Life at DIS can get pretty hectic: homework, class projects, art, music, sports…students have a lot of responsibilities, and sometimes it can be hard to focus on anything other than the to-do list right in front of you.
But on Friday, March 9 at the upper school and Friday, March 16 at the lower school, all DIS students, teachers, staff and parents took time out of their busy schedules to think about and do something for others. Both campuses participated in their annual Race for a Cause, with the Waterview campus racing to build schools in Haiti and the Churchill campus racing to raise money for the Texas Scottish Rite Hospital for Children.
To raise the funds, students, staff and faculty run laps around their respective campuses. The atmosphere is one of fun and camaraderie, with music playing in the background and parents and community members cheering on the runners. For each lap completed, donors pledge to give a certain amount to the campus’ cause. Jesse Llamas, the athletic director at DIS, acted as MC for the upper school race.
“I love seeing the kids work together for something other than themselves,” he said. “Seeing the smiles on their faces after they complete another lap is awesome.”
Llamas believes that participating in the race each year really changes young students.
“They are very aware that they’re taking away from their own personal time to give it to others who may be less fortunate,” he said. “They mature in a sense where they now realize how fortunate they are to be growing up in a scenario where they have more than just the basics.”
Through DIS’ partnerships with buildON, the organization that constructs schools in Haiti, and the Scottish Rite hospital, the races have helped raise hundreds of thousands of dollars over the years for these special causes. But while students may do the (literal) legwork, parents play a very important part at the race as well as behind the scenes.
“The parents are great,” Llamas said. “They give donations, they count laps and most importantly they’re always there to cheer on their students.”

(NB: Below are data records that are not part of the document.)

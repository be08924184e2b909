//! A single verifier process and the connection it answers over.

use std::collections::BTreeMap;

use futures::{SinkExt, StreamExt};
use tokio::sync::oneshot;
use tokio_util::codec::Framed;
use tower::{Service, ServiceExt};
use tracing_futures::Instrument;

use okapi_chain::transaction::{SerializedState, SerializedTransaction, StateRef};

use crate::{
    config::Config,
    error::{SessionError, VerificationError},
    protocol::{
        external::{Codec, Message},
        internal::{Request, Response},
    },
    sandbox::{
        launch::{Launcher, SandboxProcess},
        transport::{Listener, SandboxStream},
    },
    BoxError,
};

use super::SessionSlot;

/// A live verifier session.
///
/// A session lives exactly as long as one verifier process. It is created
/// by launching the process and performing the initialisation handshake,
/// serves any number of verification exchanges, and ends by killing the
/// process, either explicitly through [`Session::close`] or implicitly
/// when the session is dropped.
pub(super) struct Session {
    id: u64,
    stream: Framed<SandboxStream, Codec>,

    /// Channel to the exit monitor that owns the process.
    ///
    /// Sending a completion channel asks the monitor to kill the process
    /// and acknowledge once it has been reaped. Dropping this half kills
    /// the process too, without the acknowledgement.
    exit_tx: oneshot::Sender<oneshot::Sender<()>>,
}

impl Session {
    /// The identifier this session registers in the shared session slot.
    pub(super) fn id(&self) -> u64 {
        self.id
    }

    /// Launch a verifier process, wait for it to connect back, and send
    /// the one-time initialisation message.
    ///
    /// The listener must already be bound when the process is spawned, so
    /// even the fastest-starting process finds the rendezvous address
    /// live.
    pub(super) async fn connect<S>(
        id: u64,
        listener: &Listener,
        launcher: &dyn Launcher,
        config: &Config,
        facade: &mut S,
        slot: SessionSlot,
    ) -> Result<Session, SessionError>
    where
        S: Service<Request, Response = Response, Error = BoxError> + Send + 'static,
        S::Future: Send,
    {
        let addr = listener.local_addr()?;
        let mut process = launcher.launch(&addr).map_err(SessionError::Spawn)?;

        let stream = tokio::select! {
            conn = listener.accept() => conn?,
            status = process.wait() => {
                return Err(SessionError::ProcessExited(status.ok()));
            }
        };

        let mut stream = Framed::new(
            stream,
            Codec::builder().with_metrics_label(id.to_string()).finish(),
        );

        // The verifier needs the node's current network parameters before
        // it sees its first transaction.
        let network_parameters =
            match facade_call(facade, Request::CurrentNetworkParameters).await? {
                Response::CurrentNetworkParameters(parameters) => parameters,
                response => {
                    return Err(mismatched_response("current network parameters", response))
                }
            };

        stream
            .send(Message::Initialisation {
                custom_serializers: config.custom_serializers.clone(),
                serialization_whitelist: config.serialization_whitelist.clone(),
                custom_scheme: config.custom_serialization_scheme.clone(),
                network_parameters,
            })
            .await?;

        let (exit_tx, exit_rx) = oneshot::channel();
        let pid = process.id();
        tokio::spawn(
            exit_monitor(process, exit_rx, id, slot)
                .instrument(info_span!("exit_monitor", session = id, pid)),
        );

        debug!(session = id, "verifier session established");

        Ok(Session {
            id,
            stream,
            exit_tx,
        })
    }

    /// Submit one transaction and drive the exchange until the verifier
    /// returns its verdict.
    ///
    /// While the verifier deliberates it may ask for parties, attachments,
    /// and network parameters; each of those is answered from the data
    /// facade before reading on. No message may arrive out of turn: the
    /// exchange is strictly one question, one answer.
    pub(super) async fn verify_transaction<S>(
        &mut self,
        facade: &mut S,
        transaction: SerializedTransaction,
        states: BTreeMap<StateRef, SerializedState>,
    ) -> Result<Result<(), VerificationError>, SessionError>
    where
        S: Service<Request, Response = Response, Error = BoxError> + Send + 'static,
        S::Future: Send,
    {
        self.stream
            .send(Message::VerificationRequest {
                transaction,
                states,
            })
            .await?;

        loop {
            let message = self
                .stream
                .next()
                .await
                .ok_or(SessionError::ConnectionClosed)??;

            let reply = match message {
                Message::GetParties(keys) => {
                    match facade_call(facade, Request::Parties(keys)).await? {
                        Response::Parties(parties) => Message::Parties(parties),
                        response => return Err(mismatched_response("parties", response)),
                    }
                }
                Message::GetAttachment(id) => {
                    match facade_call(facade, Request::Attachment(id)).await? {
                        Response::Attachment(attachment) => Message::Attachment(attachment),
                        response => return Err(mismatched_response("an attachment", response)),
                    }
                }
                Message::GetAttachments(ids) => {
                    match facade_call(facade, Request::Attachments(ids)).await? {
                        Response::Attachments(attachments) => Message::Attachments(attachments),
                        response => return Err(mismatched_response("attachments", response)),
                    }
                }
                Message::GetNetworkParameters(hash) => {
                    match facade_call(facade, Request::NetworkParameters(hash)).await? {
                        Response::NetworkParameters(parameters) => {
                            Message::NetworkParameters(parameters)
                        }
                        response => {
                            return Err(mismatched_response("network parameters", response))
                        }
                    }
                }
                Message::GetTrustedClassAttachments(class_name) => {
                    match facade_call(facade, Request::TrustedClassAttachments(class_name)).await?
                    {
                        Response::TrustedClassAttachments(ids) => {
                            Message::TrustedClassAttachments(ids)
                        }
                        response => {
                            return Err(mismatched_response("trusted class attachments", response))
                        }
                    }
                }
                Message::VerificationResult(outcome) => return Ok(outcome),
                message @ (Message::Initialisation { .. }
                | Message::VerificationRequest { .. }
                | Message::Parties(_)
                | Message::Attachment(_)
                | Message::Attachments(_)
                | Message::NetworkParameters(_)
                | Message::TrustedClassAttachments(_)) => {
                    return Err(SessionError::UnexpectedMessage(Box::new(message)));
                }
            };

            trace!(%reply, "answering verifier sub-request");
            self.stream.send(reply).await?;
        }
    }

    /// Close the connection, then kill the verifier process and wait for
    /// it to be reaped.
    ///
    /// Close failures are logged and swallowed: the process is about to be
    /// killed regardless, so a connection that would not shut down cleanly
    /// changes nothing.
    pub(super) async fn close(mut self) {
        if let Err(error) = self.stream.close().await {
            debug!(%error, "error closing the verifier connection");
        }

        let (done_tx, done_rx) = oneshot::channel();
        if self.exit_tx.send(done_tx).is_ok() {
            // Wait for the monitor to reap the process, so callers observe
            // a fully terminated sandbox.
            let _ = done_rx.await;
        }
    }
}

#[cfg(all(test, unix))]
impl Session {
    /// A session with a dangling connection and no process, for tests of
    /// the shared session slot.
    pub(super) fn disconnected(id: u64) -> Session {
        let (stream, _peer) =
            tokio::net::UnixStream::pair().expect("socket pair creation works");
        let (exit_tx, _exit_rx) = oneshot::channel();

        Session {
            id,
            stream: Framed::new(
                tokio_util::either::Either::Right(stream),
                Codec::builder().finish(),
            ),
            exit_tx,
        }
    }
}

/// Ask the node's data facade one question.
async fn facade_call<S>(facade: &mut S, request: Request) -> Result<Response, SessionError>
where
    S: Service<Request, Response = Response, Error = BoxError> + Send + 'static,
    S::Future: Send,
{
    facade
        .ready()
        .await
        .map_err(SessionError::Facade)?
        .call(request)
        .await
        .map_err(SessionError::Facade)
}

/// The facade answered a different question than it was asked.
fn mismatched_response(expected: &str, response: Response) -> SessionError {
    SessionError::Facade(format!("facade returned {response:?} to a request for {expected}").into())
}

/// Owns a verifier process for the lifetime of its session.
///
/// If the process exits on its own, the shared slot entry for this session
/// is cleared so the next verification starts over with a fresh process.
/// Otherwise the monitor waits for the session to request a kill, or to
/// imply one by dropping its channel, and reaps the process.
async fn exit_monitor(
    mut process: Box<dyn SandboxProcess>,
    mut exit_rx: oneshot::Receiver<oneshot::Sender<()>>,
    session_id: u64,
    slot: SessionSlot,
) {
    let kill_request = tokio::select! {
        status = process.wait() => {
            if slot.clear_if(session_id) {
                warn!(?status, "verifier process exited unexpectedly");
            } else {
                debug!(?status, "verifier process exited");
            }
            return;
        }
        kill_request = &mut exit_rx => kill_request,
    };

    if let Err(error) = process.start_kill() {
        // Processes that already exited report an error here; there is
        // nothing left to kill either way.
        debug!(%error, "error killing the verifier process");
    }
    let status = process.wait().await;
    debug!(?status, "verifier process terminated");

    if let Ok(done_tx) = kill_request {
        let _ = done_tx.send(());
    }
}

While the primary aim of the races is to help those in need, the students especially benefit from learning empathy and striving to more fully live the core of DIS’ mission statement: to become global citizens.
“Once the feeling of giving is established and they see what impact this has on the children’s lives, it sparks something inside them that makes them want to continue donating their time,” Llamas said. “I think that they realize now that it’s not always financial, but donating your time is especially valuable. They really learn selflessness.”